With Kile Smith. And Paul Celan.
When we reprise a work written for us, we usually discover in it a moment particularly well-suited to us - something that feels like we breathed it, in which we all connect. The second movement of Kile Smith's Where flames a Word has not one, but two of these.
The poems of Paul Celan dominated our 2008-2009 season and commissions. When we asked Kile to write a work for it, we first suggested Celan's unusual prose narrative, "Conversation in the Mountains," a kind of meditation on our desire to connect with nature, and with each other. But it is so much more than that, with Celan's disarming use of language:
and in the middle there is water, and the water is green, and the green is white,
and the white comes from even farther up, from the glaciers, and one could say,
but one shouldn't, that this is the language that counts here,
the green with the white in it
The first "moment for us" is one of unfolding; Kile gradually gathers all our voices into explosive tension. And yet, it feels not so much like the dam breaks, but that we all decide to go flowing over it in a giant sonic wave.

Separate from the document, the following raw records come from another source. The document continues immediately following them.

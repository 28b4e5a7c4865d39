//! Dispatcher configuration.

use std::path::Path;

/// Column budget of the filter listing.
pub const DEFAULT_WIDTH: usize = 80;

/// Continuation prefix of the filter listing; lines up with the `|` column.
pub const DEFAULT_PREFIX: &str = "           | ";

/// Settings that shape the dispatcher's output.
#[derive(Debug, Clone, PartialEq, Eq)]
pub struct DispatcherConfig {
    /// Program name used in usage lines and per-filter parser names
    pub program: String,
    /// Total width of the filter listing
    pub width: usize,
    /// Prefix of wrapped documentation lines in the listing
    pub prefix: String,
}

impl DispatcherConfig {
    /// Create a configuration with default layout for the given program name.
    pub fn new(program: impl Into<String>) -> Self {
        Self {
            program: program.into(),
            ..Self::default()
        }
    }

    /// Use the basename of `argv[0]` as program name.
    pub fn from_argv0(argv0: &str) -> Self {
        let program = Path::new(argv0)
            .file_name()
            .and_then(|name| name.to_str())
            .filter(|name| !name.is_empty())
            .unwrap_or(env!("CARGO_PKG_NAME"));
        Self::new(program)
    }

    /// Set the listing width.
    pub fn with_width(mut self, width: usize) -> Self {
        self.width = width;
        self
    }

    /// Set the continuation prefix.
    pub fn with_prefix(mut self, prefix: impl Into<String>) -> Self {
        self.prefix = prefix.into();
        self
    }
}

impl Default for DispatcherConfig {
    fn default() -> Self {
        Self {
            program: env!("CARGO_PKG_NAME").to_string(),
            width: DEFAULT_WIDTH,
            prefix: DEFAULT_PREFIX.to_string(),
        }
    }
}

#[cfg(test)]
mod tests {
    use super::*;

    #[test]
    fn test_from_argv0_takes_basename() {
        assert_eq!(DispatcherConfig::from_argv0("/usr/local/bin/filt").program, "filt");
        assert_eq!(DispatcherConfig::from_argv0("filt").program, "filt");
        assert_eq!(DispatcherConfig::from_argv0("").program, "imgfilter");
    }

    #[test]
    fn test_defaults() {
        let config = DispatcherConfig::default().with_width(60);
        assert_eq!(config.width, 60);
        assert_eq!(config.prefix.len(), 13);
        assert!(config.prefix.ends_with("| "));
    }
}
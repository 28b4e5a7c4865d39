//! Value types produced by the per-filter option parser.
//!
//! Options are declared with a [`ValueType`] and come out of parsing as a
//! [`Value`]. The set is closed: a filter command line only ever carries
//! numbers, strings, booleans, counts and repeated values.

use std::fmt;

/// A parsed option value.
#[derive(Debug, Clone, PartialEq)]
pub enum Value {
    /// 64-bit signed integer
    Integer(i64),
    /// 64-bit floating point number
    Float(f64),
    /// UTF-8 string (also used for choices)
    String(String),
    /// Boolean value
    Boolean(bool),
    /// Values collected from a repeated option
    List(Vec<Value>),
    /// Option not given and without a default
    None,
}

/// Declared type of an option's value.
#[derive(Debug, Clone, PartialEq, Eq, Hash)]
pub enum ValueType {
    /// Signed integer
    Integer,
    /// Floating point number
    Float,
    /// Free-form string
    String,
    /// `true`/`false` and the usual spellings
    Boolean,
    /// String restricted to a fixed set of values
    Choice(Vec<String>),
}

// ============================================================================
// Value Implementation
// ============================================================================

impl Value {
    /// Try to get this value as an integer.
    pub fn as_integer(&self) -> Option<i64> {
        if let Value::Integer(i) = self {
            Some(*i)
        } else {
            None
        }
    }

    /// Try to get this value as a float.
    /// Integers are automatically converted to floats.
    pub fn as_float(&self) -> Option<f64> {
        match self {
            Value::Float(f) => Some(*f),
            Value::Integer(i) => Some(*i as f64),
            _ => None,
        }
    }

    /// Try to get this value as a string reference.
    pub fn as_string(&self) -> Option<&str> {
        if let Value::String(s) = self {
            Some(s)
        } else {
            None
        }
    }

    /// Try to get this value as a boolean.
    pub fn as_bool(&self) -> Option<bool> {
        if let Value::Boolean(b) = self {
            Some(*b)
        } else {
            None
        }
    }

    /// Check if this value is None.
    pub fn is_none(&self) -> bool {
        matches!(self, Value::None)
    }

    /// Short name of the value's kind, used in error messages.
    pub fn kind(&self) -> &'static str {
        match self {
            Value::Integer(_) => "integer",
            Value::Float(_) => "float",
            Value::String(_) => "string",
            Value::Boolean(_) => "boolean",
            Value::List(_) => "list",
            Value::None => "none",
        }
    }
}

impl fmt::Display for Value {
    fn fmt(&self, f: &mut fmt::Formatter<'_>) -> fmt::Result {
        match self {
            Value::Integer(i) => write!(f, "{}", i),
            Value::Float(fl) => write!(f, "{}", fl),
            Value::String(s) => write!(f, "{}", s),
            Value::Boolean(b) => write!(f, "{}", b),
            Value::List(values) => {
                let items: Vec<String> = values.iter().map(|v| v.to_string()).collect();
                write!(f, "[{}]", items.join(", "))
            }
            Value::None => write!(f, "None"),
        }
    }
}

impl From<i64> for Value {
    fn from(value: i64) -> Self {
        Value::Integer(value)
    }
}

impl From<f64> for Value {
    fn from(value: f64) -> Self {
        Value::Float(value)
    }
}

impl From<bool> for Value {
    fn from(value: bool) -> Self {
        Value::Boolean(value)
    }
}

impl From<&str> for Value {
    fn from(value: &str) -> Self {
        Value::String(value.to_string())
    }
}

impl From<String> for Value {
    fn from(value: String) -> Self {
        Value::String(value)
    }
}

// ============================================================================
// ValueType Implementation
// ============================================================================

impl ValueType {
    /// Check if a value matches this type. `None` matches every type.
    pub fn matches(&self, value: &Value) -> bool {
        match (self, value) {
            (_, Value::None) => true,
            (ValueType::Integer, Value::Integer(_)) => true,
            (ValueType::Float, Value::Float(_)) => true,
            // Integer can be used where float is expected
            (ValueType::Float, Value::Integer(_)) => true,
            (ValueType::String, Value::String(_)) => true,
            (ValueType::Boolean, Value::Boolean(_)) => true,
            (ValueType::Choice(choices), Value::String(s)) => choices.iter().any(|c| c == s),
            (_, Value::List(values)) => values.iter().all(|v| self.matches(v)),
            _ => false,
        }
    }

    /// Placeholder shown in help output for options of this type.
    pub fn metavar(&self) -> String {
        match self {
            ValueType::Integer => "INT".to_string(),
            ValueType::Float => "FLOAT".to_string(),
            ValueType::String => "STRING".to_string(),
            ValueType::Boolean => "BOOL".to_string(),
            ValueType::Choice(choices) => format!("{{{}}}", choices.join(",")),
        }
    }
}

impl fmt::Display for ValueType {
    fn fmt(&self, f: &mut fmt::Formatter<'_>) -> fmt::Result {
        match self {
            ValueType::Integer => write!(f, "integer"),
            ValueType::Float => write!(f, "float"),
            ValueType::String => write!(f, "string"),
            ValueType::Boolean => write!(f, "boolean"),
            ValueType::Choice(choices) => write!(f, "choice of {}", choices.join("|")),
        }
    }
}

earth folded up here, folded once and twice and three times, and opened up in the middle
The second "moment for us" is the inverse. (How does music do this?) A moment of near silence we all wait for when we're singing it. There is listening everywhere and it has all the rests, pauses, and breaths of....well, of a conversation in the mountains.
because, I ask you, for whom is it meant,
the earth, not for you, I say, is it meant, and not for me
a language, well, without I and without You nothing but He,
nothing but It, you understand, and She, nothing but that.
The new week is here. We're singing our way to April, coffee in hand.
- The Whole Team @ The Crossing
Where flames a word
Mvt. 2 "Conversation in the Mountains"
music by Kile Smith
words by Paul Celan
recorded February 14, 2016 at the Presbyterian Church of Chestnut Hill
audio by Paul Vazquez of Digital Mission Audio Services
video art by Dan Cole
* * *
[The stones, too, were silent.]
And it was quiet in the mountains where they walked, one and the other.
"You've come a long way, have come all the way here..."
"I have. I've come, like you."
"I know."
"You know. You know and see: The earth folded up here, folded once and twice and three times, and opened up in the middle, and in the middle there is water, and the water is green, and the green is white, and the white comes from even farther up, from the glaciers, and one could say, but one shouldn't, that this is the language that counts here, the green with the white in it, a language not for you and not for me-because, I ask you, for whom is it meant, the earth, not for you, I say, is it meant, and not for me-a language, well, without I and without You nothing but He, nothing but It, you understand, and She, nothing but that."
"I understand, I do. After all, I've come a long way, I've come like you."
"I know."
–Paul Celan, bracketed text omitted by the composer.